Information >>
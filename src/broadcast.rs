//! Buffered fan-out of domain events to registered sinks.
//!
//! Events go onto a broadcast ring; each registered [`EventSink`] gets its
//! own forwarding task and subscription, so a slow sink lags and drops its
//! oldest events without stalling the engine or the other sinks. A lagging
//! sink is told how much it missed via its error callback.

use tokio::sync::broadcast;
use tokio::task::JoinHandle;

use crate::events::{CustomerSale, ExchangeEvent, Transaction};
use crate::types::DonutTypeId;

/// Observer callbacks, one per event kind. All default to no-ops so sinks
/// implement only what they care about.
pub trait EventSink: Send + Sync + 'static {
    fn on_trade(&self, _transaction: &Transaction) {}
    fn on_book_update(&self, _donut_type_id: &DonutTypeId) {}
    fn on_customer_purchase(&self, _sale: &CustomerSale) {}
    fn on_error(&self, _message: &str, _source: &str) {}
}

fn dispatch(sink: &dyn EventSink, event: &ExchangeEvent) {
    match event {
        ExchangeEvent::TradeExecuted(t) => sink.on_trade(t),
        ExchangeEvent::BookUpdated { donut_type_id } => sink.on_book_update(donut_type_id),
        ExchangeEvent::CustomerPurchased(s) => sink.on_customer_purchase(s),
        ExchangeEvent::Error { message, source } => sink.on_error(message, source),
    }
}

/// Best-effort event fan-out. Emission never blocks; delivery order is
/// preserved per subscription.
#[derive(Clone, Debug)]
pub struct Broadcaster {
    tx: broadcast::Sender<ExchangeEvent>,
}

impl Broadcaster {
    /// `buffer` is the per-subscription ring capacity; a sink further behind
    /// than this starts losing its oldest events.
    pub fn new(buffer: usize) -> Self {
        let (tx, _) = broadcast::channel(buffer.max(1));
        Self { tx }
    }

    /// Emits an event to all current subscriptions. A send with no
    /// listeners is not an error.
    pub fn emit(&self, event: ExchangeEvent) {
        let _ = self.tx.send(event);
    }

    /// Raw subscription, for callers that want to drain events themselves.
    pub fn subscribe(&self) -> broadcast::Receiver<ExchangeEvent> {
        self.tx.subscribe()
    }

    /// Registers a sink: spawns a forwarding task that delivers every event
    /// to the sink's callbacks. Returns the task handle; the task ends when
    /// the broadcaster is dropped.
    pub fn register(&self, sink: std::sync::Arc<dyn EventSink>) -> JoinHandle<()> {
        let mut rx = self.tx.subscribe();
        tokio::spawn(async move {
            loop {
                match rx.recv().await {
                    Ok(event) => dispatch(sink.as_ref(), &event),
                    Err(broadcast::error::RecvError::Lagged(missed)) => {
                        sink.on_error(
                            &format!("sink too slow, dropped {missed} oldest events"),
                            "broadcast",
                        );
                    }
                    Err(broadcast::error::RecvError::Closed) => break,
                }
            }
        })
    }
}

/// Stores every delivered event for assertions in tests. Clone shares the
/// same backing buffer.
#[derive(Clone, Default)]
pub struct CollectingSink {
    events: std::sync::Arc<std::sync::Mutex<Vec<ExchangeEvent>>>,
}

impl CollectingSink {
    pub fn new() -> Self {
        Self::default()
    }

    pub fn events(&self) -> Vec<ExchangeEvent> {
        self.events.lock().expect("lock").clone()
    }

    pub fn clear(&self) {
        self.events.lock().expect("lock").clear();
    }

    fn push(&self, event: ExchangeEvent) {
        self.events.lock().expect("lock").push(event);
    }
}

impl EventSink for CollectingSink {
    fn on_trade(&self, transaction: &Transaction) {
        self.push(ExchangeEvent::TradeExecuted(transaction.clone()));
    }

    fn on_book_update(&self, donut_type_id: &DonutTypeId) {
        self.push(ExchangeEvent::BookUpdated {
            donut_type_id: donut_type_id.clone(),
        });
    }

    fn on_customer_purchase(&self, sale: &CustomerSale) {
        self.push(ExchangeEvent::CustomerPurchased(sale.clone()));
    }

    fn on_error(&self, message: &str, source: &str) {
        self.push(ExchangeEvent::Error {
            message: message.to_string(),
            source: source.to_string(),
        });
    }
}

/// Logs every event through `tracing` (the default local observer).
pub struct LoggingSink;

impl EventSink for LoggingSink {
    fn on_trade(&self, t: &Transaction) {
        tracing::info!(
            target: "events",
            txn = %t.id.0,
            product = %t.donut_type_id,
            qty = t.quantity,
            price = %t.price_per_unit,
            buyer = %t.buyer_outlet_id,
            seller = %t.seller_outlet_id,
            "trade executed"
        );
    }

    fn on_customer_purchase(&self, s: &CustomerSale) {
        tracing::info!(
            target: "events",
            sale = %s.id.0,
            outlet = %s.outlet_id,
            product = %s.donut_type_id,
            qty = s.quantity,
            revenue = %s.revenue,
            "customer purchase"
        );
    }

    fn on_error(&self, message: &str, source: &str) {
        tracing::warn!(target: "events", source, "{message}");
    }
}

What the exercise asks >> From the records above, copy only the lines starting with the line that holds "preserved per subscription." and going on through the line that holds "its oldest events.", exactly as written.

Answer space >>
/// preserved per subscription.
#[derive(Clone, Debug)]
pub struct Broadcaster {
    tx: broadcast::Sender<ExchangeEvent>,
}

impl Broadcaster {
    /// `buffer` is the per-subscription ring capacity; a sink further behind
    /// than this starts losing its oldest events.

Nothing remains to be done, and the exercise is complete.